Rad23B delays Ataxin-3 liquid-to-solid phase transition through heterotypic buffering.

The abnormal expansion of polyglutamine (polyQ) length in Ataxin-3 is associated with Machado-Joseph disease, forming nuclear inclusions in neurons. A truncated variant of Ataxin-3 with two ubiquitin-interacting motifs (UIMs) has recently been shown to undergo liquid-liquid phase separation (LLPS). However, the molecular mechanisms underlying Ataxin-3 aggregation through amyloid formation and phase separation remain unclear. Here we investigated the LLPS properties of Ataxin-3 with three UIMs, the most abundant isoform found inthe brain. Ataxin-3 Q25 forms phase-separated droplets which undergo aging, producing amyloid-like fibrillar structures. PolyQ expanded Q54 forms short-lived droplets that exhibit rapid maturation. Ataxin-3 C-terminal fragment forms unique straight, unbranched amyloid fibrils which display negligible Thioflavin-T binding. Rad23B, the main constituent driving the formation of proteasomal condensates, is a known Ataxin-3 interactor.
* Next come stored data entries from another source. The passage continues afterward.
//! Server side of the confirmed services: request decoders and response encoders.

use snafu::{ResultExt as _, ensure};
use tracing::{debug, instrument};

use super::{
    Ber, ConfirmedRequest, ConfirmedResponse, ConfirmedService, DeleteScope, InitiateParameters,
    InvalidPdu, MessageError, ObjectClass, ObjectName, ObjectScope, Reject, RejectReason,
    UnexpectedTag, UnrecognizedService, Value, VariableAccessItem, VariableAccessSpecification,
    encode_invoke_id, encode_items, encode_values, items_size, pdu, peek_invoke_id, service,
    split_pdu, uint_size, values_size,
};
use crate::mms::{
    ber::{self, BerReader, Tlv},
    value::{DataAccessError, MmsValue},
};

/// Bytes of a GetNameList response besides the names, used to fill a page.
pub const NAME_LIST_OVERHEAD: usize = 27;

/// Bytes one name adds to a GetNameList response.
#[must_use]
pub const fn name_list_entry_size(name: &str) -> usize {
    ber::determine_encoded_string_size(name)
}

/// A PDU received by a server.
#[derive(Debug, Clone, PartialEq)]
pub enum ClientMessage {
    /// Association request.
    InitiateRequest(InitiateParameters),
    /// A confirmed service request.
    ConfirmedRequest(ConfirmedRequest),
    /// A confirmed request that could not be decoded and must be rejected.
    InvalidRequest {
        /// Invoke id, if it could be read.
        invoke_id: Option<u32>,
        /// What to answer.
        reason: RejectReason,
    },
    /// Release of the association.
    ConcludeRequest,
    /// The client rejected one of our PDUs.
    Reject(Reject),
    /// A PDU type the server does not handle.
    Unknown {
        /// The top level tag.
        tag: u8,
    },
}

/// Decode a PDU received from a client.
///
/// Fails only when the PDU can not be split into tag and content, or when an initiate
/// request is malformed.
#[instrument(level = "debug", skip(buf), fields(len = buf.len()))]
pub fn decode_client_message(buf: &[u8]) -> Result<ClientMessage, MessageError> {
    let (tag, content) = split_pdu(buf)?;
    Ok(match tag {
        pdu::INITIATE_REQUEST => {
            ClientMessage::InitiateRequest(InitiateParameters::decode_content(content)?)
        }
        pdu::CONFIRMED_REQUEST => match ConfirmedRequest::decode_content(content) {
            Ok(request) => ClientMessage::ConfirmedRequest(request),
            Err(error) => {
                debug!("Invalid confirmed request: {error}");
                let reason = if matches!(error, MessageError::UnrecognizedService { .. }) {
                    RejectReason::UNRECOGNIZED_SERVICE
                } else {
                    RejectReason::INVALID_ARGUMENT
                };
                ClientMessage::InvalidRequest { invoke_id: peek_invoke_id(tag, content), reason }
            }
        },
        pdu::CONCLUDE_REQUEST => ClientMessage::ConcludeRequest,
        pdu::REJECT => ClientMessage::Reject(Reject::decode_content(content)?),
        tag => ClientMessage::Unknown { tag },
    })
}

impl ConfirmedRequest {
    /// Decode the content of a confirmed request PDU.
    pub fn decode_content(buf: &[u8]) -> Result<Self, MessageError> {
        let mut reader = BerReader::new(buf);
        let invoke_id = reader.expect(0x02).context(Ber)?.as_u32().context(Ber)?;
        let body = reader.read().context(Ber)?;
        let service = ConfirmedService::decode(&body)?;
        ensure!(reader.is_empty(), InvalidPdu { what: "trailing data in confirmed request" });
        Ok(Self { invoke_id, service })
    }
}

impl ConfirmedService {
    /// Decode the service request CHOICE.
    #[instrument(level = "debug", skip(tlv), fields(tag = tlv.tag))]
    pub fn decode(tlv: &Tlv<'_>) -> Result<Self, MessageError> {
        match tlv.tag {
            service::GET_NAME_LIST => decode_get_name_list(tlv),
            service::IDENTIFY => Ok(Self::Identify),
            service::READ => {
                let mut reader = tlv.children();
                let specification_with_result = match reader.read_optional(0x80).context(Ber)? {
                    Some(flag) => flag.as_bool().context(Ber)?,
                    None => false,
                };
                let spec = reader.expect(0xa1).context(Ber)?;
                let specification =
                    VariableAccessSpecification::decode(&spec.children().read().context(Ber)?)?;
                Ok(Self::Read { specification_with_result, specification })
            }
            service::WRITE => {
                let mut reader = tlv.children();
                let specification =
                    VariableAccessSpecification::decode(&reader.read().context(Ber)?)?;
                let data = reader.expect(0xa0).context(Ber)?;
                Ok(Self::Write {
                    specification,
                    data: MmsValue::decode_list(data.value).context(Value)?,
                })
            }
            service::GET_VARIABLE_ACCESS_ATTRIBUTES => {
                let choice = tlv.children().read().context(Ber)?;
                ensure!(
                    choice.tag == 0xa0,
                    UnexpectedTag { tag: choice.tag, element: "GetVariableAccessAttributes" }
                );
                let name = ObjectName::decode(&choice.children().read().context(Ber)?)?;
                Ok(Self::GetVariableAccessAttributes { name })
            }
            service::DEFINE_NAMED_VARIABLE_LIST => {
                let mut reader = tlv.children();
                let name = ObjectName::decode(&reader.read().context(Ber)?)?;
                let list = reader.expect(0xa0).context(Ber)?;
                let items = list
                    .children()
                    .map(|item| VariableAccessItem::decode(&item.context(Ber)?))
                    .collect::<Result<_, _>>()?;
                Ok(Self::DefineNamedVariableList { name, items })
            }
            service::GET_NAMED_VARIABLE_LIST_ATTRIBUTES => {
                let name = ObjectName::decode(&tlv.children().read().context(Ber)?)?;
                Ok(Self::GetNamedVariableListAttributes { name })
            }
            service::DELETE_NAMED_VARIABLE_LIST => {
                let mut reader = tlv.children();
                let scope = match reader.read_optional(0x80).context(Ber)? {
                    Some(scope) => {
                        let code = scope.as_u32().context(Ber)?;
                        let Some(scope) = DeleteScope::from_code(code) else {
                            return InvalidPdu { what: "unknown scope of delete" }.fail();
                        };
                        scope
                    }
                    None => DeleteScope::Specific,
                };
                let names = match reader.read_optional(0xa1).context(Ber)? {
                    Some(list) => list
                        .children()
                        .map(|name| ObjectName::decode(&name.context(Ber)?))
                        .collect::<Result<_, _>>()?,
                    None => Vec::new(),
                };
                let domain = match reader.read_optional(0x82).context(Ber)? {
                    Some(domain) => Some(domain.as_identifier().context(Ber)?),
                    None => None,
                };
                Ok(Self::DeleteNamedVariableList { scope, names, domain })
            }
            tag => UnrecognizedService { tag }.fail(),
        }
    }
}

fn decode_get_name_list(tlv: &Tlv<'_>) -> Result<ConfirmedService, MessageError> {
    let mut reader = tlv.children();
    let class = reader.expect(0xa0).context(Ber)?;
    let basic = class.children().expect(0x80).context(Ber)?;
    let code = basic.as_u32().context(Ber)?;
    let Some(object_class) = ObjectClass::from_code(code) else {
        return InvalidPdu { what: "unsupported object class" }.fail();
    };
    let scope = reader.expect(0xa1).context(Ber)?;
    let scope = scope.children().read().context(Ber)?;
    let scope = match scope.tag {
        0x80 => ObjectScope::Vmd,
        0x81 => ObjectScope::Domain(scope.as_identifier().context(Ber)?),
        0x82 => ObjectScope::Association,
        tag => return UnexpectedTag { tag, element: "objectScope" }.fail(),
    };
    let continue_after = match reader.read_optional(0x82).context(Ber)? {
        Some(name) => Some(name.as_identifier().context(Ber)?),
        None => None,
    };
    Ok(ConfirmedService::GetNameList { object_class, scope, continue_after })
}

impl ConfirmedResponse {
    /// Tag of the service response CHOICE.
    const fn tag(&self) -> u8 {
        match self {
            Self::GetNameList { .. } => service::GET_NAME_LIST,
            Self::Identify { .. } => service::IDENTIFY_RESPONSE,
            Self::Read { .. } => service::READ,
            Self::Write(_) => service::WRITE,
            Self::GetVariableAccessAttributes { .. } => service::GET_VARIABLE_ACCESS_ATTRIBUTES,
            Self::DefineNamedVariableList => service::DEFINE_NAMED_VARIABLE_LIST_RESPONSE,
            Self::GetNamedVariableListAttributes { .. } => {
                service::GET_NAMED_VARIABLE_LIST_ATTRIBUTES
            }
            Self::DeleteNamedVariableList { .. } => service::DELETE_NAMED_VARIABLE_LIST,
        }
    }

    /// Size of the content of the service response.
    fn content_size(&self) -> usize {
        match self {
            Self::GetNameList { names, more_follows } => {
                // moreFollows is DEFAULT TRUE
                let flag = if *more_follows {
                    0
                } else {
                    ber::element_size(1)
                };
                ber::element_size(names_size(names)) + flag
            }
            Self::Identify { vendor, model, revision } => [vendor, model, revision]
                .into_iter()
                .map(|value| ber::determine_encoded_string_size(value))
                .sum(),
            Self::Read { specification, results } => {
                let specification = specification
                    .as_ref()
                    .map_or(0, |specification| ber::element_size(specification.encoded_size()));
                specification + ber::element_size(values_size(results))
            }
            Self::Write(results) => results.iter().map(write_result_size).sum(),
            Self::GetVariableAccessAttributes { type_spec, .. } => {
                ber::element_size(1) + ber::element_size(type_spec.encoded_size())
            }
            Self::DefineNamedVariableList => 0,
            Self::GetNamedVariableListAttributes { items, .. } => {
                ber::element_size(1) + ber::element_size(items_size(items))
            }
            Self::DeleteNamedVariableList { matched, deleted } => {
                uint_size(*matched) + uint_size(*deleted)
            }
        }
    }

    /// Encode the service response CHOICE.
    fn encode_service(&self, buf: &mut [u8], pos: usize) -> usize {
        let mut pos = ber::encode_tl(self.tag(), self.content_size(), buf, pos);
        match self {
            Self::GetNameList { names, more_follows } => {
                pos = ber::encode_tl(0xa0, names_size(names), buf, pos);
                for name in names {
                    pos = ber::encode_string_with_tag(0x1a, name, buf, pos);
                }
                if !more_follows {
                    pos = ber::encode_boolean(0x81, false, buf, pos);
                }
                pos
            }
            Self::Identify { vendor, model, revision } => {
                pos = ber::encode_string_with_tag(0x80, vendor, buf, pos);
                pos = ber::encode_string_with_tag(0x81, model, buf, pos);
                ber::encode_string_with_tag(0x82, revision, buf, pos)
            }
            Self::Read { specification, results } => {
                if let Some(specification) = specification {
                    pos = ber::encode_tl(0xa0, specification.encoded_size(), buf, pos);
                    pos = specification.encode(buf, pos);
                }
                encode_values(0xa1, results, buf, pos)
            }
            Self::Write(results) => {
                for result in results {
                    pos = match result {
                        Ok(()) => ber::encode_tl(0x81, 0, buf, pos),
                        Err(error) => ber::encode_uint32_with_tl(0x80, error.code(), buf, pos),
                    };
                }
                pos
            }
            Self::GetVariableAccessAttributes { deletable, type_spec } => {
                pos = ber::encode_boolean(0x80, *deletable, buf, pos);
                pos = ber::encode_tl(0xa2, type_spec.encoded_size(), buf, pos);
                type_spec.encode(buf, pos)
            }
            Self::DefineNamedVariableList => pos,
            Self::GetNamedVariableListAttributes { deletable, items } => {
                pos = ber::encode_boolean(0x80, *deletable, buf, pos);
                encode_items(0xa1, items, buf, pos)
            }
            Self::DeleteNamedVariableList { matched, deleted } => {
                pos = ber::encode_uint32_with_tl(0x80, *matched, buf, pos);
                ber::encode_uint32_with_tl(0x81, *deleted, buf, pos)
            }
        }
    }

    fn pdu_content_size(&self, invoke_id: u32) -> usize {
        uint_size(invoke_id) + ber::element_size(self.content_size())
    }

    /// Encoded size of the confirmed response PDU answering `invoke_id`.
    #[must_use]
    pub fn encoded_size(&self, invoke_id: u32) -> usize {
        ber::element_size(self.pdu_content_size(invoke_id))
    }

    /// Encode the confirmed response PDU answering `invoke_id` at `pos`.
    pub fn encode(&self, invoke_id: u32, buf: &mut [u8], pos: usize) -> usize {
        let content_size = self.pdu_content_size(invoke_id);
        let pos = ber::encode_tl(pdu::CONFIRMED_RESPONSE, content_size, buf, pos);
        let pos = encode_invoke_id(invoke_id, buf, pos);
        self.encode_service(buf, pos)
    }

    /// Encode the confirmed response PDU answering `invoke_id` into a new buffer.
    #[must_use]
    pub fn to_ber(&self, invoke_id: u32) -> Vec<u8> {
        ber::encode_to_vec(self.encoded_size(invoke_id), |buf, pos| {
            self.encode(invoke_id, buf, pos)
        })
    }
}
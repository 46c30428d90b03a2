//! MMS client: association set up, confirmed services and information reports.
//!
//! Requests are correlated with their responses by invoke id. A background task reads
//! every PDU sent by the server and hands it to the waiting call, to the installed
//! [`InformationReportHandler`] or to a pending conclude.

use std::{
    collections::HashMap,
    fmt,
    sync::{
        Arc,
        atomic::{AtomicU32, Ordering},
    },
    time::Duration,
};

use async_trait::async_trait;
use snafu::{OptionExt as _, ResultExt as _, Snafu, ensure};
use tokio::{
    sync::{Mutex, Semaphore, oneshot, watch},
    task::JoinHandle,
};
use tracing::{debug, info, instrument, warn};

use crate::mms::{
    ClientConfig, ReadHalfConnection, SpanTraceWrapper, WriteHalfConnection,
    device::{NamedVariableList, NamedVariableListEntry},
    message::{
        AlternateAccess, ConfirmedRequest, ConfirmedResponse, ConfirmedService, DeleteScope,
        InformationReport, InitiateParameters, MessageError, ObjectClass, ObjectName, ObjectScope,
        PARAMETER_CBB, RejectReason, ServiceError, VariableAccessItem, VariableAccessSpecification,
        client::{ServerMessage, decode_server_message},
        encode_conclude_request, pdu, peek_invoke_id, split_pdu,
    },
    transport::{TransportError, tpkt},
    type_spec::MmsTypeSpec,
    value::{DataAccessError, MmsValue},
};

/// The only MMS version spoken.
const VERSION_NUMBER: u32 = 1;
/// Smallest PDU size accepted from a server.
const MIN_PDU_SIZE: u32 = 64;
/// Services the client announces: GetNameList.
const SERVICES_SUPPORTED_CALLING: [u8; 11] = [0x40, 0, 0, 0, 0, 0, 0, 0, 0, 0, 0];

/// Association state of a client.
#[derive(Debug, Clone, Copy, PartialEq, Eq)]
pub enum AssociationState {
    /// No association.
    Closed,
    /// Initiate request sent.
    Connecting,
    /// Initiate response accepted.
    Connected,
}

/// Parameters agreed with the server during the initiate exchange.
#[derive(Debug, Clone, PartialEq, Eq)]
pub struct NegotiatedParameters {
    /// Largest PDU either side may send.
    pub max_pdu_size: u32,
    /// Requests the client may have outstanding.
    pub max_serv_outstanding_calling: u32,
    /// Requests the server may have outstanding.
    pub max_serv_outstanding_called: u32,
    /// Nesting level of structured data.
    pub data_structure_nesting_level: u32,
    /// Services supported by the server.
    pub services_supported: Vec<u8>,
}

/// Identity reported by the Identify service.
#[derive(Debug, Clone, PartialEq, Eq)]
pub struct ServerIdentity {
    /// Vendor name.
    pub vendor: String,
    /// Model name.
    pub model: String,
    /// Revision.
    pub revision: String,
}

/// Receives the unconfirmed information reports of an association.
#[async_trait]
pub trait InformationReportHandler: Send + Sync {
    /// Called by the reader task for every report. The handler owns the decoded values.
    async fn on_report(&self, report: InformationReport);
}

#[async_trait]
impl<F> InformationReportHandler for F
where
    F: Fn(InformationReport) + Send + Sync,
{
    async fn on_report(&self, report: InformationReport) {
        (self)(report);
    }
}

/// What the reader task hands to a waiting request.
#[derive(Debug)]
enum Reply {
    /// A confirmed response.
    Response(ConfirmedResponse),
    /// A confirmed error.
    Error(ServiceError),
    /// The request was rejected.
    Rejected(RejectReason),
    /// A response carrying the request's invoke id could not be decoded.
    Malformed(MessageError),
}

/// State shared with the reader task.
struct Shared {
    /// Requests waiting for a reply, by invoke id.
    pending: Mutex<HashMap<u32, oneshot::Sender<Reply>>>,
    /// A conclude waiting for its response.
    conclude: Mutex<Option<oneshot::Sender<()>>>,
    /// Association state.
    state: watch::Sender<AssociationState>,
    /// Receiver of information reports.
    report_handler: Option<Arc<dyn InformationReportHandler>>,
}

impl Shared {
    /// Route one PDU received from the server.
    async fn dispatch(&self, message: ServerMessage) {
        match message {
            ServerMessage::Response { invoke_id, response } => {
                self.reply(invoke_id, Reply::Response(response)).await;
            }
            ServerMessage::Error { invoke_id, error } => {
                self.reply(invoke_id, Reply::Error(error)).await;
            }
            ServerMessage::Reject(reject) => {
                warn!("Server rejected a PDU: {reject:?}");
                if let Some(invoke_id) = reject.invoke_id {
                    self.reply(invoke_id, Reply::Rejected(reject.reason)).await;
                }
            }
            ServerMessage::InformationReport(report) => match &self.report_handler {
                Some(handler) => handler.on_report(report).await,
                None => debug!("Information report dropped, no handler installed"),
            },
            ServerMessage::ConcludeResponse => {
                if let Some(waiter) = self.conclude.lock().await.take() {
                    // The conclude call may have timed out already.
                    let _ = waiter.send(());
                }
            }
            ServerMessage::InitiateResponse(_) | ServerMessage::InitiateError(_) => {
                warn!("Unexpected initiate PDU on an established association");
            }
        }
    }

    /// Hand a reply to the request waiting for `invoke_id`.
    async fn reply(&self, invoke_id: u32, reply: Reply) {
        match self.pending.lock().await.remove(&invoke_id) {
            Some(waiter) => {
                // The caller may have given up already.
                let _ = waiter.send(reply);
            }
            None => warn!("No outstanding request with invoke id {invoke_id}"),
        }
    }

    /// Mark the association closed and wake every waiter.
    async fn close(&self) {
        self.state.send_replace(AssociationState::Closed);
        self.pending.lock().await.clear();
        self.conclude.lock().await.take();
    }
}

/// Read PDUs until the transport fails, then close the association.
async fn receive_loop<R>(mut reader: R, shared: Arc<Shared>)
where
    R: ReadHalfConnection<Error = TransportError>,
{
    loop {
        let data = match reader.receive_data().await {
            Ok(data) => data,
            Err(error) if error.is_closed() => {
                info!("Connection closed by the server");
                break;
            }
            Err(error) => {
                warn!("Error receiving PDU: {error}");
                break;
            }
        };
        match decode_server_message(&data) {
            Ok(message) => shared.dispatch(message).await,
            Err(error) => {
                debug!("Malformed PDU from server: {error}");
                let invoke_id = split_pdu(&data)
                    .ok()
                    .and_then(|(tag, content)| peek_invoke_id(tag, content));
                if let Some(invoke_id) = invoke_id {
                    shared.reply(invoke_id, Reply::Malformed(error)).await;
                }
            }
        }
    }
    shared.close().await;
}

/// An MMS association with a server.
pub struct MmsClient {
    /// State shared with the reader task.
    shared: Arc<Shared>,
    /// The sending half of the transport.
    writer: Mutex<Box<dyn WriteHalfConnection<Error = TransportError>>>,
    /// Bounds the outstanding requests.
    outstanding: Semaphore,
    /// Next invoke id. Wraps around.
    next_invoke_id: AtomicU32,
    /// How long a request may wait for its reply.
    request_timeout: Duration,
    /// Agreed parameters.
    parameters: NegotiatedParameters,
    /// The reader task.
    reader_task: JoinHandle<()>,
}

impl fmt::Debug for MmsClient {
    fn fmt(&self, f: &mut fmt::Formatter<'_>) -> fmt::Result {
        f.debug_struct("MmsClient")
            .field("state", &self.state())
            .field("parameters", &self.parameters)
            .field("request_timeout", &self.request_timeout)
            .finish_non_exhaustive()
    }
}

impl Drop for MmsClient {
    fn drop(&mut self) {
        self.reader_task.abort();
    }
}
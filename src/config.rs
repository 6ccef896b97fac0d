use crate::models::PractitionerId;
use std::env;
use thiserror::Error;

pub const DEFAULT_API_URL: &str = "http://127.0.0.1:8080/api";
pub const DEFAULT_PORT: u16 = 3000;

#[derive(Debug, Error, PartialEq, Eq)]
pub enum ConfigError {
    #[error("PLAN91_PRACTITIONER_ID is not set")]
    MissingPractitioner,
    #[error("invalid {name}: {value}")]
    Invalid { name: &'static str, value: String },
}

#[derive(Debug, Clone)]
pub struct Config {
    pub api_url: String,
    pub practitioner_id: PractitionerId,
    pub session_cookie: Option<String>,
    pub login_url: String,
    pub port: u16,
}

impl Config {
    pub fn from_env() -> Result<Self, ConfigError> {
        Self::from_lookup(|name| env::var(name).ok())
    }

    pub fn from_lookup(lookup: impl Fn(&str) -> Option<String>) -> Result<Self, ConfigError> {
        let var = |name: &str| lookup(name).filter(|value| !value.trim().is_empty());

        let practitioner_id = var("PLAN91_PRACTITIONER_ID")
            .map(|id| PractitionerId(id.trim().to_string()))
            .ok_or(ConfigError::MissingPractitioner)?;

        let port = match var("PORT") {
            Some(value) => value.parse::<u16>().map_err(|_| ConfigError::Invalid {
                name: "PORT",
                value,
            })?,
            None => DEFAULT_PORT,
        };

        Ok(Self {
            api_url: var("PLAN91_API_URL").unwrap_or_else(|| DEFAULT_API_URL.to_string()),
            practitioner_id,
            session_cookie: var("PLAN91_SESSION_COOKIE"),
            login_url: var("PLAN91_LOGIN_URL").unwrap_or_else(|| "/login".to_string()),
            port,
        })
    }
}

#[cfg(test)]
mod tests {
    use super::*;
    use std::collections::HashMap;

    fn lookup(pairs: &[(&str, &str)]) -> impl Fn(&str) -> Option<String> {
        let vars: HashMap<String, String> = pairs
            .iter()
            .map(|(k, v)| (k.to_string(), v.to_string()))
            .collect();
        move |name: &str| vars.get(name).cloned()
    }

    #[test]
    fn practitioner_is_required() {
        let err = Config::from_lookup(lookup(&[("PORT", "4000")])).unwrap_err();
        assert_eq!(err, ConfigError::MissingPractitioner);
    }

    #[test]
    fn defaults_apply() {
        let config = Config::from_lookup(lookup(&[("PLAN91_PRACTITIONER_ID", "p-1")])).unwrap();
        assert_eq!(config.api_url, DEFAULT_API_URL);
        assert_eq!(config.port, DEFAULT_PORT);
        assert_eq!(config.login_url, "/login");
        assert!(config.session_cookie.is_none());
    }

    #[test]
    fn bad_port_is_rejected() {
        let err = Config::from_lookup(lookup(&[
            ("PLAN91_PRACTITIONER_ID", "p-1"),
            ("PORT", "http"),
        ]))
        .unwrap_err();
        assert!(matches!(err, ConfigError::Invalid { name: "PORT", .. }));
    }
}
We found that heterotypic interactions with Rad23B inhibit Ataxin-3 droplet maturation but do not inhibit amyloid formation under dilute conditions, suggesting that Ataxin-3 aggregation via misfolding pathway is distinct from condensation pathway. Finally, we show that Ataxin-3 is incorporated into liquid-like stress granules under arsenite stress, shedding light on its roles in aggregation dynamics and stress responses.